If the audio munging thread can't keep up with the sound card, you'll hear a echo-y sound where the DMA of the sound card "ate the tail" of the DS primary buffer and wrapped around before you could write new data over old data. This is preferable to clicks, drop-outs, or pops, which may cause sudden changes in volume.
Meanwhile if your audio munging thread can't keep up with the DAQ, it will run out of "backlog" and start reading from recently written entries in the circular buffer as the head overtakes the tail. Thus a timing skew with cause you to lag further and further until you suddenly jump back in sync. This will sound like a section was skipped over -- again, better than a drop-out or pop.
Keeping the two processes from getting out of sync and avoiding echos or dropouts entirely may require a more sophisticated munging thread that has its' own pair of ring buffers with samples at different rates (copied from one to the other using a windowed resample operation driven by measuring the ratio of the tail-advance and head-adavance rates of the sound card and DAQ thread respectively).
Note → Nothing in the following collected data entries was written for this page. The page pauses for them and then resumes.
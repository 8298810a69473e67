//! The per-user session record.

use crate::catalog::Catalog;
use crate::error::FlowError;
use crate::types::{Booking, PerkSelection, ShowFilter, Step};
use serde::{Deserialize, Serialize};
use std::str::FromStr;

/// Everything the flow knows about one user
///
/// Fields are only changed by the step machine. Outside the crate the session
/// is read through accessors, or round-tripped through JSON for inspection.
#[derive(Clone, Debug, PartialEq, Eq, Serialize, Deserialize)]
pub struct Session {
    pub(crate) step: Step,
    #[serde(default)]
    pub(crate) membership: Option<String>,
    #[serde(default)]
    pub(crate) shows_remaining: u32,
    #[serde(default)]
    pub(crate) home_theater: Option<String>,
    #[serde(default)]
    pub(crate) booked_shows: Vec<Booking>,
    #[serde(default)]
    pub(crate) show_filter: Option<ShowFilter>,
    #[serde(default)]
    pub(crate) perks: PerkSelection,
    #[serde(default)]
    pub(crate) selected_show: Option<Booking>,
}

impl Session {
    /// A fresh session on the welcome screen
    #[must_use]
    pub const fn new() -> Self {
        Self {
            step: Step::Welcome,
            membership: None,
            shows_remaining: 0,
            home_theater: None,
            booked_shows: Vec::new(),
            show_filter: None,
            perks: PerkSelection {
                snack: false,
                drink: false,
                parking: false,
            },
            selected_show: None,
        }
    }

    /// The screen the session is on
    #[must_use]
    pub const fn step(&self) -> Step {
        self.step
    }

    /// Chosen plan name
    #[must_use]
    pub fn membership(&self) -> Option<&str> {
        self.membership.as_deref()
    }

    /// Shows granted by the plan
    #[must_use]
    pub const fn shows_remaining(&self) -> u32 {
        self.shows_remaining
    }

    /// Home theater name
    #[must_use]
    pub fn home_theater(&self) -> Option<&str> {
        self.home_theater.as_deref()
    }

    /// Bookings, oldest first
    #[must_use]
    pub fn booked_shows(&self) -> &[Booking] {
        &self.booked_shows
    }

    /// Active discovery filter
    #[must_use]
    pub const fn show_filter(&self) -> Option<ShowFilter> {
        self.show_filter
    }

    /// Current perk choices
    #[must_use]
    pub const fn perks(&self) -> PerkSelection {
        self.perks
    }

    /// The show most recently booked
    #[must_use]
    pub const fn selected_show(&self) -> Option<&Booking> {
        self.selected_show.as_ref()
    }

    /// Serialize for display or inspection
    ///
    /// # Errors
    ///
    /// Returns [`FlowError::CorruptSession`] if serialization fails.
    pub fn to_json(&self) -> Result<String, FlowError> {
        serde_json::to_string_pretty(self).map_err(|e| FlowError::CorruptSession(e.to_string()))
    }

    /// Parse a session produced by [`Session::to_json`]
    ///
    /// The step identifier is checked first so an unrecognized one is
    /// reported as such rather than as a generic shape error.
    ///
    /// # Errors
    ///
    /// - [`FlowError::UnknownStep`] if `step` is not a known identifier
    /// - [`FlowError::CorruptSession`] if the document is malformed or its
    ///   fields contradict each other
    pub fn from_json(json: &str) -> Result<Self, FlowError> {
        let value: serde_json::Value =
            serde_json::from_str(json).map_err(|e| FlowError::CorruptSession(e.to_string()))?;

        let step = value
            .get("step")
            .ok_or_else(|| FlowError::CorruptSession("missing step".to_string()))?
            .as_str()
            .ok_or_else(|| FlowError::CorruptSession("step is not a string".to_string()))?;
        Step::from_str(step)?;

        let session: Self =
            serde_json::from_value(value).map_err(|e| FlowError::CorruptSession(e.to_string()))?;
        session.check_shape()?;
        Ok(session)
    }

    /// Verify the session is consistent with itself and with `catalog`
    ///
    /// # Errors
    ///
    /// Returns [`FlowError::CorruptSession`] naming the first violated rule.
    pub fn check_invariants(&self, catalog: &dyn Catalog) -> Result<(), FlowError> {
        self.check_shape()?;

        if let Some(home) = self.home_theater() {
            if catalog.theater(home).is_none() {
                return Err(FlowError::CorruptSession(format!(
                    "home theater '{home}' is not in the catalog"
                )));
            }
        }
        if let Some(plan) = self.membership() {
            if catalog.plan(plan).is_none() {
                return Err(FlowError::CorruptSession(format!(
                    "membership '{plan}' is not in the catalog"
                )));
            }
        }
        Ok(())
    }

    fn check_shape(&self) -> Result<(), FlowError> {
        if self.step == Step::ShowDiscovery && self.show_filter.is_none() {
            return Err(FlowError::CorruptSession(
                "show_discovery without a show filter".to_string(),
            ));
        }
        if matches!(self.step, Step::PerkSelection | Step::BookingConfirmation)
            && self.selected_show.is_none()
        {
            return Err(FlowError::CorruptSession(format!(
                "{} without a selected show",
                self.step
            )));
        }
        if self.shows_remaining > 0 && self.membership.is_none() {
            return Err(FlowError::CorruptSession(
                "shows remaining without a membership".to_string(),
            ));
        }
        Ok(())
    }
}

impl Default for Session {
    fn default() -> Self {
        Self::new()
    }
}

/// Discard everything and return to the welcome screen
pub fn reset_session(session: &mut Session) {
    *session = Session::new();
}

#[cfg(test)]
mod tests {
    use super::*;
    use crate::catalog::StaticCatalog;
    use serde_json::json;

    #[test]
    fn new_session_is_on_welcome_with_defaults() {
        let session = Session::new();
        assert_eq!(session.step(), Step::Welcome);
        assert_eq!(session.membership(), None);
        assert_eq!(session.shows_remaining(), 0);
        assert!(session.booked_shows().is_empty());
        assert!(session.perks().is_empty());
        assert_eq!(session, Session::default());
    }

    #[test]
    fn reset_restores_defaults() {
        let mut session = Session::new();
        session.step = Step::AccountDashboard;
        session.membership = Some("Base Membership".to_string());
        session.shows_remaining = 3;
        session.home_theater = Some("Guthrie Theater".to_string());

        reset_session(&mut session);
        assert_eq!(session, Session::new());
    }

    #[test]
    fn json_uses_step_identifiers() {
        let mut session = Session::new();
        session.step = Step::TheaterSelection;
        let json = session.to_json().unwrap();
        assert!(json.contains(r#""step": "theater_selection""#));
        assert_eq!(Session::from_json(&json).unwrap(), session);
    }

    #[test]
    fn unknown_step_in_json() {
        let err = Session::from_json(r#"{"step": "checkout"}"#).unwrap_err();
        assert_eq!(err, FlowError::UnknownStep("checkout".to_string()));
    }

    #[test]
    fn missing_fields_take_defaults() {
        let session = Session::from_json(r#"{"step": "account_dashboard"}"#).unwrap();
        assert_eq!(session.step(), Step::AccountDashboard);
        assert!(session.perks().is_empty());
    }

    #[test]
    fn discovery_without_filter_is_corrupt() {
        let err = Session::from_json(r#"{"step": "show_discovery"}"#).unwrap_err();
        assert!(matches!(err, FlowError::CorruptSession(_)));
    }

    #[test]
    fn shows_remaining_requires_membership() {
        let json = json!({"step": "account_dashboard", "shows_remaining": 3}).to_string();
        assert!(matches!(
            Session::from_json(&json),
            Err(FlowError::CorruptSession(_))
        ));
    }

    #[test]
    fn unknown_home_theater_violates_invariants() {
        let catalog = StaticCatalog::builtin().unwrap();
        let json = json!({"step": "account_dashboard", "home_theater": "Globe Theatre"}).to_string();
        let session = Session::from_json(&json).unwrap();
        let err = session.check_invariants(&catalog).unwrap_err();
        assert!(matches!(err, FlowError::CorruptSession(msg) if msg.contains("Globe Theatre")));
    }
}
If the daq board is filling in samples, I'm sure there is a way to determine the sample count. I would make a buffer that the daq board writes to more than big enough, but when you create buffers to send to DirectSound, pull out the number of samples that were written the last time you read them. If you want to just leave your queue from the daq board alone, than you should be able to determine the size of the queue when and push that many samples to DirectSound. If you do everything right, you shouldn't have to worry about the size unless you want to make a cieling on the max queue size.